Oltean unlike other scholars does not highlight isolated relationships of Ibn Buṭlān's but rather identifies an entire intellectual circle to in Byzantine territory to which Ibn Buṭlān belonged. He sees that Ibn Buṭlān's approach in his essay, which seems to focus on reconciliation between the two conflicting sides, echoes the position of the Greek Orthodox Patriarch Peter III of Antioch. Which ties him, as the key figure, into this intellectual circle as well. Graf also argues that Ibn Buṭlān's treatise is not original, but rather an echo of Greek polemics particularly those of Peter III of Antioch and of Cerularius himself. His reason for this is the argument that there was no serious discussion or standardised practice regarding which offering is to be employed during the Holy Eucharist in the Greek, Syriac, and Coptic churches prior Cerularius bringing up the issue and Ibn Buṭlān being the first Oriental Christian to dogmatically comment on the issue, there were no other sources Ibn Buṭlān could have consulted. It is only in sections on the dogmatic categorisation of Eucharist and sections mentioning certain cultic practices during the Eucharist and the reason for their existence that Ibn Buṭlān departs from echoing Greek perspectives on the issue and argues truly from a Nestorian perspective. On these issues Ibn Buṭlān isn't the first Oriental Christian exegete and the primary source for his arguments is his teacher Ibn aṭ-Ṭaiyib, though Ibn Buṭlān seems to argue more rigidly and certain of his beliefs than his teacher.      
After his time in Constantinople he returned to Antioch. Where he would spend his last years in a monastery, writing and constructing the hospital. In this context he would pen the Compendium for the Monasteries and the Monks, which in its last two chapters display great knowledge of and concern for the monastical life and the common needs arising therein. His good connections in Antioch and possible friendship with the Peter III certainly would explain the choice of location. Oltean argues based on the lack of a Nestorian community in Antioch and the troubled state of the Jacobite Armenian Monophysite community in the city and his mockery of their creed in the Banquet of the Priests, that he must have joined a Melkite monastery there. Based on Oltean's research the most likely choice for this monastery appears to be the Monastery of Symeon the Younger, which Ibn Buṭlān had praised earlier during his travels. In this context he likely even met Nikon of the Black Mountain and played a role in his possible emission to Baghdad. Though the lack of more concrete sources for this later part of his life make many of these conclusions speculative.
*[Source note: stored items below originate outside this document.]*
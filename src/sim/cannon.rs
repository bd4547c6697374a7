//! Cannon aiming and charge-and-release firing

use glam::Vec2;
use serde::{Deserialize, Serialize};

use super::state::CannonBall;
use crate::config::GameConfig;
use crate::consts::VOLLEY_SPREAD_DEG;
use crate::launch_vector;

/// Firing state machine
#[derive(Debug, Clone, Copy, PartialEq, Eq, Serialize, Deserialize)]
pub enum FireState {
    Idle,
    /// Fire held, power building
    Charging,
}

/// The player's cannon
#[derive(Debug, Clone, Serialize, Deserialize)]
pub struct Cannon {
    /// Pivot point
    pub pos: Vec2,
    pub length: f32,
    /// Barrel angle (degrees, counter-clockwise from +x)
    pub angle: f32,
    /// Accumulated charge
    pub power: f32,
    pub state: FireState,
    /// Session time of the last shot (ms)
    pub last_shot: Option<f64>,
}

impl Cannon {
    pub fn new(config: &GameConfig) -> Self {
        Self {
            pos: Vec2::new(config.cannon_x, config.cannon_y),
            length: config.cannon_length,
            angle: config.start_angle.clamp(config.min_angle, config.max_angle),
            power: 0.0,
            state: FireState::Idle,
            last_shot: None,
        }
    }

    /// Rotate while aim controls are held, clamped to the configured bounds
    pub fn aim(&mut self, up: bool, down: bool, steps: f32, config: &GameConfig) {
        if up {
            self.angle += config.cannon_angle_speed * steps;
        }
        if down {
            self.angle -= config.cannon_angle_speed * steps;
        }
        self.angle = self.angle.clamp(config.min_angle, config.max_angle);
    }

    pub fn begin_charge(&mut self) {
        self.state = FireState::Charging;
    }

    /// Build power while charging
    pub fn charge(&mut self, steps: f32, config: &GameConfig) {
        if self.state == FireState::Charging {
            self.power = (self.power + config.power_increment * steps).min(config.max_power);
        }
    }

    /// Release the trigger.
    ///
    /// Returns the power to fire with, or `None` if the charge was too weak or
    /// the cannon is still reloading. Power always drops back to the minimum.
    pub fn release(&mut self, now: f64, config: &GameConfig) -> Option<f32> {
        if self.state != FireState::Charging {
            return None;
        }
        self.state = FireState::Idle;

        let reloaded = self
            .last_shot
            .is_none_or(|t| now - t >= config.reload_time);
        let shot = if self.power >= config.min_power && reloaded {
            self.last_shot = Some(now);
            Some(self.power)
        } else {
            None
        };

        self.power = config.min_power.min(config.max_power);
        shot
    }

    /// Barrel tip for a given angle
    pub fn muzzle(&self, angle_deg: f32) -> Vec2 {
        self.pos + launch_vector(angle_deg, self.length)
    }

    pub fn is_charging(&self) -> bool {
        self.state == FireState::Charging
    }
}

/// Upper bound on preallocation for one shot
const VOLLEY_CAPACITY_HINT: usize = 256;

/// Number of balls one shot launches
pub fn volley_len(config: &GameConfig) -> usize {
    (config.cannon_balls as usize).saturating_mul(config.pierce.max(1) as usize)
}

/// Build the balls for one shot.
///
/// `cannon_balls` balls fan downward 5 degrees apart; each is launched
/// `pierce` times from the same muzzle point with the same velocity.
pub fn volley(
    cannon: &Cannon,
    config: &GameConfig,
    power: f32,
    mut next_id: impl FnMut() -> u32,
) -> Vec<CannonBall> {
    let copies = config.pierce.max(1);
    let mut balls = Vec::with_capacity(volley_len(config).min(VOLLEY_CAPACITY_HINT));

    for i in 0..config.cannon_balls {
        let angle = cannon.angle - i as f32 * VOLLEY_SPREAD_DEG;
        let muzzle = cannon.muzzle(angle);
        for _ in 0..copies {
            balls.push(CannonBall::new(
                next_id(),
                muzzle,
                angle,
                power,
                config.ball_radius,
            ));
        }
    }

    balls
}
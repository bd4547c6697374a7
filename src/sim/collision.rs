//! Cannonball vs attacker collision resolution
//!
//! Both lists are scanned newest first: the most recently fired ball is
//! tested first, and a ball is consumed by the most recently spawned
//! attacker it overlaps. Pierce duplicates are separate balls, so several of
//! them can land on the same attacker in one pass.

use glam::Vec2;

use super::state::{Attacker, CannonBall, Explosion};
use crate::consts::ATTACKER_SCORE;

/// What one resolution pass did
#[derive(Debug, Clone, Default, PartialEq)]
pub struct CollisionOutcome {
    pub score_delta: u64,
    pub explosions: Vec<Explosion>,
    pub removed_balls: Vec<u32>,
    pub removed_attackers: Vec<u32>,
}

/// Ball bounding square overlaps the attacker rectangle on both axes
#[inline]
pub fn ball_overlaps_attacker(pos: Vec2, radius: f32, attacker: &Attacker) -> bool {
    pos.x + radius > attacker.pos.x
        && pos.x - radius < attacker.pos.x + attacker.width
        && pos.y + radius > attacker.pos.y
        && pos.y - radius < attacker.pos.y + attacker.height
}

/// Resolve every ball against the live attackers.
///
/// Consumed balls and destroyed attackers are removed from the collections;
/// the outcome lists their ids (in resolution order) along with score and
/// explosions.
pub fn resolve(
    cannonballs: &mut Vec<CannonBall>,
    attackers: &mut Vec<Attacker>,
    arena_height: f32,
    wall_height: f32,
) -> CollisionOutcome {
    let mut outcome = CollisionOutcome::default();

    // Removing index i leaves the unvisited lower indices in place
    for i in (0..cannonballs.len()).rev() {
        let ball = &cannonballs[i];
        let Some(index) = attackers
            .iter()
            .rposition(|a| ball_overlaps_attacker(ball.pos, ball.radius, a))
        else {
            continue;
        };

        outcome.explosions.push(Explosion::new(ball.pos));
        outcome.removed_balls.push(ball.id);

        let attacker = &mut attackers[index];
        if attacker.take_hit(arena_height) && attacker.is_destroyed(wall_height) {
            outcome.removed_attackers.push(attacker.id);
            outcome.score_delta += ATTACKER_SCORE;
            attackers.remove(index);
        }
        cannonballs.remove(i);
    }

    outcome
}
//! Keyboard input to aiming/firing intent
//!
//! Events can arrive at any time between frames. Aim flags are
//! last-write-wins; fire edges are queued in arrival order so a press and
//! release that both land between two frames still make a shot.

use serde::{Deserialize, Serialize};

use crate::sim::{FireEdge, TickInput};

/// Logical controls
#[derive(Debug, Clone, Copy, PartialEq, Eq, Hash, Serialize, Deserialize)]
pub enum Control {
    Fire,
    AimUp,
    AimDown,
}

impl Control {
    /// Default key binding (DOM `KeyboardEvent.code` names)
    pub fn from_key_code(code: &str) -> Option<Self> {
        match code {
            "Space" => Some(Control::Fire),
            "ArrowUp" => Some(Control::AimUp),
            "ArrowDown" => Some(Control::AimDown),
            _ => None,
        }
    }
}

#[derive(Debug, Clone, Copy, PartialEq, Eq, Serialize, Deserialize)]
pub enum KeyEdge {
    Press,
    Release,
}

#[derive(Debug, Clone, Copy, PartialEq, Eq, Serialize, Deserialize)]
pub struct KeyEvent {
    pub control: Control,
    pub edge: KeyEdge,
}

impl KeyEvent {
    pub fn press(control: Control) -> Self {
        Self {
            control,
            edge: KeyEdge::Press,
        }
    }

    pub fn release(control: Control) -> Self {
        Self {
            control,
            edge: KeyEdge::Release,
        }
    }
}

/// Collects key events between frames
#[derive(Debug, Clone, Default)]
pub struct InputController {
    aim_up: bool,
    aim_down: bool,
    fire_held: bool,
    fire_edges: Vec<FireEdge>,
}

impl InputController {
    pub fn new() -> Self {
        Self::default()
    }

    pub fn handle(&mut self, event: KeyEvent) {
        let pressed = event.edge == KeyEdge::Press;
        match event.control {
            Control::AimUp => self.aim_up = pressed,
            Control::AimDown => self.aim_down = pressed,
            Control::Fire => {
                // Key repeat sends extra presses; only real edges count
                if pressed != self.fire_held {
                    self.fire_held = pressed;
                    self.fire_edges.push(if pressed {
                        FireEdge::Press
                    } else {
                        FireEdge::Release
                    });
                }
            }
        }
    }

    pub fn press(&mut self, control: Control) {
        self.handle(KeyEvent::press(control));
    }

    pub fn release(&mut self, control: Control) {
        self.handle(KeyEvent::release(control));
    }

    /// Handle a raw key code; returns false for unbound keys
    pub fn handle_key_code(&mut self, code: &str, edge: KeyEdge) -> bool {
        match Control::from_key_code(code) {
            Some(control) => {
                self.handle(KeyEvent { control, edge });
                true
            }
            None => false,
        }
    }

    pub fn is_held(&self, control: Control) -> bool {
        match control {
            Control::Fire => self.fire_held,
            Control::AimUp => self.aim_up,
            Control::AimDown => self.aim_down,
        }
    }

    /// Input for the next frame. Held flags persist, queued edges are drained.
    pub fn take_frame(&mut self) -> TickInput {
        TickInput {
            aim_up: self.aim_up,
            aim_down: self.aim_down,
            fire_edges: std::mem::take(&mut self.fire_edges),
        }
    }

    /// Forget everything (new session)
    pub fn reset(&mut self) {
        *self = Self::default();
    }
}

#[cfg(test)]
mod tests {
    use super::*;

    #[test]
    fn test_aim_flags_last_write_wins() {
        let mut input = InputController::new();
        input.press(Control::AimUp);
        input.release(Control::AimUp);
        input.press(Control::AimUp);
        let frame = input.take_frame();
        assert!(frame.aim_up);
        assert!(!frame.aim_down);

        // Held flags persist into the next frame
        assert!(input.take_frame().aim_up);
    }

    #[test]
    fn test_fire_edges_queue_in_order() {
        let mut input = InputController::new();
        input.press(Control::Fire);
        input.release(Control::Fire);
        input.press(Control::Fire);
        let frame = input.take_frame();
        assert_eq!(
            frame.fire_edges,
            vec![FireEdge::Press, FireEdge::Release, FireEdge::Press]
        );
        assert!(input.take_frame().fire_edges.is_empty());
        assert!(input.is_held(Control::Fire));
    }

    #[test]
    fn test_key_repeat_ignored() {
        let mut input = InputController::new();
        input.press(Control::Fire);
        input.press(Control::Fire);
        input.press(Control::Fire);
        assert_eq!(input.take_frame().fire_edges, vec![FireEdge::Press]);
    }

    #[test]
    fn test_release_without_press_ignored() {
        let mut input = InputController::new();
        input.release(Control::Fire);
        assert!(input.take_frame().fire_edges.is_empty());
    }

    #[test]
    fn test_key_codes() {
        let mut input = InputController::new();
        assert!(input.handle_key_code("ArrowDown", KeyEdge::Press));
        assert!(!input.handle_key_code("KeyQ", KeyEdge::Press));
        assert!(input.is_held(Control::AimDown));
    }

    #[test]
    fn test_reset() {
        let mut input = InputController::new();
        input.press(Control::Fire);
        input.press(Control::AimUp);
        input.reset();
        let frame = input.take_frame();
        assert!(!frame.aim_up);
        assert!(frame.fire_edges.is_empty());
    }
}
Astronomical observations 

A large supernova named SN 1054 in modern astronomy occurred in the year 1054 AD/446 AH. It was well observed by Chinese and Japanese astronomers in their writings, the great detail of which allowed for it to be identified as the origin of the Crab Nebula in the modern day. But modern astronomers were puzzled by the lack of European and Middle Eastern reports of the event. This lack of recordings was used by George Sarton to suggest that "the failure of medieval Europeans and Arabs to recognise such phenomena was not due to any difficulty in seeing them, but to prejudice and spiritual inertia connected with the groundless belief in celestial perfection". Other researchers hypothesised the skies in the Middle East and Europe had been entirely clouded for six months during the occurrence of the supernova.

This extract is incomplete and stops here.